От знака к знанию. Четыре лекции о том, как семиотика меняет мир | страница 30
Лекция 3
От нуля до текста
Ю.М. Лотман, как и Вяч. Вс. Иванов, и Другие представители тартуско-московской семиотики, настаивали на двуязычии или даже многоязычии системы как необходимой предпосылки семиозиса. Лотман даже приводил анекдот о том, как иностранец был опознан в городе по тому, что слишком хорошо говорил на местном языке: решив быть одноязычным, слиться с жителями города, он оказался многоязычным, причем его «иностранность» оказалась для него языком притворства, а для окружающих – языком непритворного поведения.

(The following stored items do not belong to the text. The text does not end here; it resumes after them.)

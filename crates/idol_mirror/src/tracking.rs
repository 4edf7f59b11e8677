use std::collections::HashSet;
use std::fs::File;
use std::io::{BufRead, BufReader};
use std::path::Path;
use std::time::Duration;

use anyhow::Context;
use idol_api::{DetectOptions, DetectorError, FaceDetector, FaceResult, Frame, SubModel};

/// Roughly what one inference pass costs on a laptop.
const DEFAULT_INFERENCE_TIME: Duration = Duration::from_millis(33);

/// Stands in for the face models by replaying a recorded session.
///
/// The recording is JSON lines: one [`FaceResult`] per line, or `null` for a
/// frame where no face was found. Playback loops forever, one record per
/// captured frame.
pub struct ReplayDetector {
    faces: Vec<Option<FaceResult>>,
    cursor: usize,
    loaded: HashSet<SubModel>,
    inference_time: Duration,
}

impl ReplayDetector {
    pub fn from_reader(reader: impl BufRead) -> anyhow::Result<Self> {
        let mut faces = Vec::new();
        for (number, line) in reader.lines().enumerate() {
            let line = line?;
            if line.trim().is_empty() {
                continue;
            }
            let face = serde_json::from_str::<Option<FaceResult>>(&line)
                .with_context(|| format!("invalid face on line {}", number + 1))?;
            faces.push(face);
        }

        Ok(Self {
            faces,
            cursor: 0,
            loaded: HashSet::new(),
            inference_time: DEFAULT_INFERENCE_TIME,
        })
    }

    pub fn from_file(path: &Path) -> anyhow::Result<Self> {
        let file = File::open(path)
            .with_context(|| format!("failed to open face recording {}", path.display()))?;
        let detector = Self::from_reader(BufReader::new(file))?;
        tracing::info!("replaying {} recorded frames from {}", detector.len(), path.display());
        Ok(detector)
    }

    pub fn with_inference_time(mut self, inference_time: Duration) -> Self {
        self.inference_time = inference_time;
        self
    }

    pub fn len(&self) -> usize {
        self.faces.len()
    }
}

impl FaceDetector for ReplayDetector {
    fn load(&mut self, model: SubModel, weights: &Path) -> Result<(), DetectorError> {
        tracing::debug!("replay needs no {:?} weights (asked for {})", model, weights.display());
        self.loaded.insert(model);
        Ok(())
    }

    fn is_ready(&self) -> bool {
        self.loaded.contains(&SubModel::TinyFaceDetector)
    }

    async fn detect(
        &mut self,
        _frame: &Frame,
        options: DetectOptions,
    ) -> Result<Option<FaceResult>, DetectorError> {
        if !self.is_ready() {
            return Err(DetectorError::NotReady);
        }
        tokio::time::sleep(self.inference_time).await;

        if self.faces.is_empty() {
            return Ok(None);
        }
        let face = self.faces[self.cursor].clone();
        self.cursor = (self.cursor + 1) % self.faces.len();

        Ok(face.filter(|face| face.score >= options.score_threshold))
    }
}

#[cfg(test)]
mod tests {
    use super::*;

    const RECORDING: &str = r#"
{"landmarks": [[0.0, 0.0]], "expressions": {"happy": 0.4}, "score": 0.9}
null

{"landmarks": [[1.0, 1.0]], "expressions": {}, "score": 0.2}
"#;

    fn detector() -> ReplayDetector {
        ReplayDetector::from_reader(RECORDING.as_bytes())
            .unwrap()
            .with_inference_time(Duration::ZERO)
    }

    #[test]
    fn test_parses_recording() {
        assert_eq!(detector().len(), 3);
    }

    #[test]
    fn test_bad_line_is_reported() {
        let err = ReplayDetector::from_reader("null\n{oops}\n".as_bytes()).err().unwrap();
        assert!(err.to_string().contains("line 2"));
    }

    #[tokio::test]
    async fn test_replays_in_a_loop() {
        let mut detector = detector();
        let frame = Frame::blank();
        let options = DetectOptions::default();

        assert!(matches!(detector.detect(&frame, options).await, Err(DetectorError::NotReady)));

        detector.load(SubModel::TinyFaceDetector, Path::new("./weights")).unwrap();
        assert!(detector.is_ready());

        let first = detector.detect(&frame, options).await.unwrap().unwrap();
        assert_eq!(first.expression("happy"), 0.4);
        assert!(detector.detect(&frame, options).await.unwrap().is_none());
        // Below the score threshold.
        assert!(detector.detect(&frame, options).await.unwrap().is_none());
        // Wrapped around.
        assert!(detector.detect(&frame, options).await.unwrap().is_some());
    }
}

Это противоречит первоначальному догмату тартуско-московской семиотики о естественном языке (причем обработанном наукой лингвистикой) как метаязыке, который позволяет непротиворечиво описывать Другие, искусственные языки, например, языки программирования или языки разных искусств, языки быта, религии или философии, а сам не может быть описан этими искусственными языками. Впрочем, идея «вторичной моделирующей системы» уже подразумевала, что описывать можно либо функционирование этих систем, либо процесс моделирования в них, но не то и другое вместе, а значит, невольно придется признать это производство поведения, а не только производство смыслов. Попутно замечу, что в жизни, по множеству свидетельств, от участников семиотического круга требовалось особое поведение, прежде всего, включающее способность к ведению длительных дискуссий, к доверительному принятию правил и рефлексии над этими правилами.

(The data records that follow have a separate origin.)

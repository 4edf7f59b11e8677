use bevy::app::{App, Plugin, Update};
use bevy::asset::AssetApp;
use bevy::prelude::{IntoSystemConfigs, IntoSystemSetConfigs, SystemSet};

pub use humanoid::{AvatarPose, Humanoid, HumanoidError, VrmAvatar};
pub use loader::{Vrm, VrmLoader};
pub use meta::{MorphBind, VrmError, VrmMeta, REQUIRED_BONES};

mod extensions;
mod humanoid;
mod loader;
mod meta;

#[derive(SystemSet, Debug, Clone, PartialEq, Eq, Hash)]
pub enum VrmSystems {
    /// Matches newly spawned avatars against their VRM humanoid.
    Resolve,
    /// Writes [`AvatarPose`] to the scene. Pose changes belong before this.
    ApplyPose,
}

pub struct VrmPlugin;

impl Plugin for VrmPlugin {
    fn name(&self) -> &str {
        "VRM"
    }

    fn build(&self, app: &mut App) {
        app
            .init_asset::<Vrm>()
            .configure_sets(Update, VrmSystems::Resolve.before(VrmSystems::ApplyPose))
            .add_systems(Update, (
                humanoid::resolve_humanoids.in_set(VrmSystems::Resolve),
                humanoid::apply_pose.in_set(VrmSystems::ApplyPose),
            ));
    }

    fn finish(&self, app: &mut App) {
        // The render device is only around once the renderer has finished.
        app.init_asset_loader::<VrmLoader>();
    }
}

Близкие наблюдения высказал еще в 1968 г. Умберто Эко в книге «Отсутствующая структура», а потом – в своей литературной критике вроде «Шести прогулок в литературных лесах» (1994). Он обратил внимание на несколько вещей, которые семиотики поначалу не замечали. Во-первых, очень многие знаки указывают не только на денотат и референт, но и на сами условия их восприятия: скажем, иконические знаки требуют иного чувства и иной вдумчивости размышлений, чем индексы или символы. Далее, способность знака указывать на предмет семиотика прежде мыслила как само собой разумеющуюся, но при этом не уточнялось, идет ли речь о «видимом» в объекте или «известном»? Вспомним пример из первой лекции о мужской и женской обуви: нужно знать, какую обувь какой пол носит, чтобы считать этот знак, но для этого нужен другой язык считывания. Как раз отсутствие знаний, невежество как причина неправильного считывания знаков стало предметом всех романов Умберто Эко: в «Имени Розы» неясна инстанция, которая устанавливает правила считывания знаний как вида знаков, в романах от «Маятника Фуко» до «Пражского кладбища» невежественная конспирология возникает как из-за отсутствия некоторых кодов и языков считывания знаний, языков, приносящих нам язык, так и из-за наличия разного рода паразитических языков, вроде бытовой или публицистической речи. Различие между Лотманом и Эко лишь в том, что Лотман верил в возможность непритворного поведения, тогда как в романах Эко все ведут себя притворно, просто потому что отождествляют свои речевые установки с теми знаниями, которые только еще предстоит извлечь из действительности – это образует их характеры, но блокирует семиозис истины.